Safflor yellow B reduces hypoxia-mediated vasoconstriction by regulating endothelial micro ribonucleic acid/nitric oxide synthase signaling.

Hypoxia-induced generation of vasoconstrictors reduces cerebral blood flow (CBF) while nitric oxide (NO) synthase (NOS) and microRNAs (miRNA) in endothelial cells (ECs) suppress vasoconstriction. Safflor yellow B (SYB), a natural plant compound, previously attenuated angiotensin II-mediated injury of ECs and maintained endothelial function. This study investigated the putative involvement of NOS and miRNAs in SYB-mediated resistance to hypoxia-induced vasoconstriction. In vivo , chronic hypoxia was induced in rats, and SYB was administered intravenously. In vitro , rat primary aortic ECs were cultured under oxygen and glucose deprivation. After treatment with anti-microR-199a, as well as the NOS inhibitor, N(G)-nitro-L-arginine methyl ester, SYB, or both, cell viability, NO and peroxynitrite (ONOO-) levels, NOS expression, and miRNA levels were evaluated. SYB significantly alleviated hypoxia-mediated vasoconstriction and increased CBF endothelium-dependently.
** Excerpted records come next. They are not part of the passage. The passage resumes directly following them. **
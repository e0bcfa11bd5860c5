use chrono::{DateTime, Utc};
use serde::{Deserialize, Serialize};
use sqlx::FromRow;
use uuid::Uuid;

pub const MIN_SCORE: i16 = 1;
pub const MAX_SCORE: i16 = 5;

#[derive(Debug, Clone, Serialize, Deserialize, FromRow)]
pub struct WatchlistEntry {
    pub id: Uuid,
    pub user_id: Uuid,
    pub creative_work_id: Uuid,
    pub created_at: DateTime<Utc>,
}

/// One score per user and work; re-rating overwrites it.
#[derive(Debug, Clone, Serialize, Deserialize, FromRow)]
pub struct Rating {
    pub id: Uuid,
    pub user_id: Uuid,
    pub creative_work_id: Uuid,
    pub score: i16,
    pub created_at: DateTime<Utc>,
    pub updated_at: DateTime<Utc>,
}

#[derive(Debug, Clone, Default, PartialEq, Serialize, Deserialize)]
pub struct RatingSummary {
    pub count: i64,
    pub average: Option<f64>,
}

impl RatingSummary {
    pub fn from_scores(scores: impl IntoIterator<Item = i16>) -> Self {
        let (count, total) = scores
            .into_iter()
            .fold((0i64, 0i64), |(n, sum), s| (n + 1, sum + i64::from(s)));

        Self {
            count,
            average: (count > 0).then(|| total as f64 / count as f64),
        }
    }
}
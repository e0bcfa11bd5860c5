pub mod error;
pub mod response;

pub use error::{AppError, AppResult};
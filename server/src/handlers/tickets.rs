use axum::extract::rejection::JsonRejection;
use axum::extract::{Path, State};
use axum::response::Response;
use axum::Json;
use serde::Deserialize;

use crate::auth::AdminUser;
use crate::state::AppState;
use crate::utils::response::success;
use crate::utils::AppResult;

pub async fn validate_ticket(
    State(state): State<AppState>,
    Path(ticket_number): Path<String>,
) -> AppResult<Response> {
    let validation = state.ticketing.validate(&ticket_number).await?;
    Ok(success(validation, "Ticket validation completed"))
}

/// `ticket_id` may be the ticket's UUID or its ticket number.
pub async fn scan_ticket(
    AdminUser(admin): AdminUser,
    State(state): State<AppState>,
    Path(ticket_id): Path<String>,
) -> AppResult<Response> {
    let ticket = state.ticketing.scan(&ticket_id, admin.user_id).await?;
    Ok(success(ticket, "Ticket scanned successfully"))
}

#[derive(Debug, Deserialize)]
pub struct ScanQr {
    pub payload: String,
}

pub async fn scan_qr(
    AdminUser(admin): AdminUser,
    State(state): State<AppState>,
    payload: Result<Json<ScanQr>, JsonRejection>,
) -> AppResult<Response> {
    let Json(body) = payload?;
    let ticket = state.ticketing.scan_qr(&body.payload, admin.user_id).await?;
    Ok(success(ticket, "Ticket scanned successfully"))
}
use axum::extract::rejection::JsonRejection;
use axum::extract::{Path, State};
use axum::response::Response;
use axum::Json;
use serde::Deserialize;
use uuid::Uuid;

use crate::auth::AuthUser;
use crate::state::AppState;
use crate::utils::response::{created, success};
use crate::utils::AppResult;

#[derive(Debug, Deserialize)]
pub struct PlaceOrder {
    pub showtime_id: Uuid,
    pub quantity: i32,
}

pub async fn place_order(
    user: AuthUser,
    State(state): State<AppState>,
    payload: Result<Json<PlaceOrder>, JsonRejection>,
) -> AppResult<Response> {
    let Json(body) = payload?;
    let placed = state
        .ticketing
        .place_order(user.user_id, body.showtime_id, body.quantity)
        .await?;
    Ok(created(placed, "Order placed"))
}

/// Public lookup; the purchaser's token additionally unlocks the QR payloads.
pub async fn get_order(
    viewer: Option<AuthUser>,
    State(state): State<AppState>,
    Path(order_number): Path<String>,
) -> AppResult<Response> {
    let order = state
        .ticketing
        .get_order(&order_number, viewer.map(|user| user.user_id))
        .await?;
    Ok(success(order, "Order retrieved"))
}

pub async fn cancel_order(
    user: AuthUser,
    State(state): State<AppState>,
    Path(order_number): Path<String>,
) -> AppResult<Response> {
    let order = state
        .ticketing
        .cancel_order(&order_number, user.user_id)
        .await?;
    Ok(success(order, "Order cancelled"))
}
SYB upregulated miR-199a, increased EC viability, decreased endothelin-1 (ET-1) levels, inhibited protein kinase C (PKC) activity, and suppressed hypoxia inducible factor-1α (HIF-1α) expression. Furthermore, the SYB-mediated reduction of inducible NOS reduced ONOO- levels. In addition, SYB downregulated miR-138 and, thereby, enhanced S100A1 and endothelial NOS activity. Hypoxia-mediated regulation of miR-138 and miR-199a inhibited endothelial NOS expression and activation, which triggered ET-1 release and vasoconstriction. Therefore, SYB treatment reduced hypoxia-induced vasoconstriction through miR-199a/endothelial NOS signaling.